I've yet to see the technical argument for this release numbering change,
the closest thing I've seen is...
> A clear example of what the datestamp tries to workaround is
> yesterdays docker updates ( and the AMI and GCE images etc ) that were
> done to CVE fix openssl content. These are not marked as a point at all,
> just a centos-6-x86_64-20140609 ( and in most cases, the link that
> people hit is for centos-6-x86_64
...and that has nothing to do with the Core OS. As far as I can tell it's
not even a technical issue but a website/people presentation issue.
This could also break system and configuration management tooling as well.
I have servers with their OS configuration managed by Puppet and chef
recipes controlling their application config (don't ask :^) ). Those
systems "shouldn't" barf but we all know some naughty person will have
written their own regex to parse up and switch case on the contents of
/etc/redhat-release or whatever. I'd be loathed to split it into two tracks
either, one for RHEL numbering and one for CentOS. I appreciate this isn't
a concern of the OS devels directly as such.
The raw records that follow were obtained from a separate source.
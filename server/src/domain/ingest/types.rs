//! Wire-level batch records for the ingest engine

use chrono::{DateTime, Utc};
use serde_json::Value as JsonValue;

use crate::data::types::{SpanDetail, SpanRow};

/// A span lifted out of the batch, carrying its typed payload alongside the
/// row that will be persisted.
#[derive(Debug, Clone)]
pub struct SpanRecord {
    pub row: SpanRow,
    pub detail: SpanDetail,
}

impl SpanRecord {
    pub fn id(&self) -> &str {
        &self.row.id
    }

    pub fn parent_id(&self) -> Option<&str> {
        self.row.parent_span_id.as_deref()
    }
}

/// Parse a wire timestamp into epoch milliseconds.
///
/// Accepts RFC 3339 strings or epoch-millisecond numbers; anything else
/// (including absence) falls back to `now`, which yields a zero-duration
/// span when both bounds are missing.
pub fn parse_timestamp_ms(value: Option<&JsonValue>, now: DateTime<Utc>) -> i64 {
    match value {
        Some(JsonValue::String(s)) => DateTime::parse_from_rfc3339(s)
            .map(|dt| dt.with_timezone(&Utc).timestamp_millis())
            .unwrap_or_else(|_| {
                tracing::debug!(ts = %s, "Unparseable timestamp, using now");
                now.timestamp_millis()
            }),
        Some(JsonValue::Number(n)) => n
            .as_i64()
            .or_else(|| n.as_f64().map(|f| f as i64))
            .unwrap_or_else(|| now.timestamp_millis()),
        _ => now.timestamp_millis(),
    }
}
Will this version format be compatible with RedHat Satellite, Spacewalk or
Katello etc? We were looking at actually buying Satellite at $work as we
migrate off of Spacewalk but until I know this is all compatible there's no
way I can contemplate any recommendation for investment in Satellite and/or
several weeks of setting up Katello and then a migration effort to move the
old systems out of Spacewalk if I have to have separate versions.
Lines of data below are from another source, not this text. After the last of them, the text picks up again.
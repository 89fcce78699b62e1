use threadtrace_server::CoreApp;

#[tokio::main]
async fn main() {
    if let Err(e) = CoreApp::run().await {
        eprintln!("\nError: {}\n", e);
        std::process::exit(1);
    }
}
This sort of thing really needs to be confined to a SIG (or some sort of
test/beta) or come via RHEL themselves. If it comes from RHEL it will be
compatible with their own (and others would follow with their) tooling or
at least if it's trailed outside of Core people can test it separately. As
is, we now have to wait until any new CentOS numbering is proven to be
compatible with RHEL numbering in other tools and then determine if it's
viable to continue using both in-step.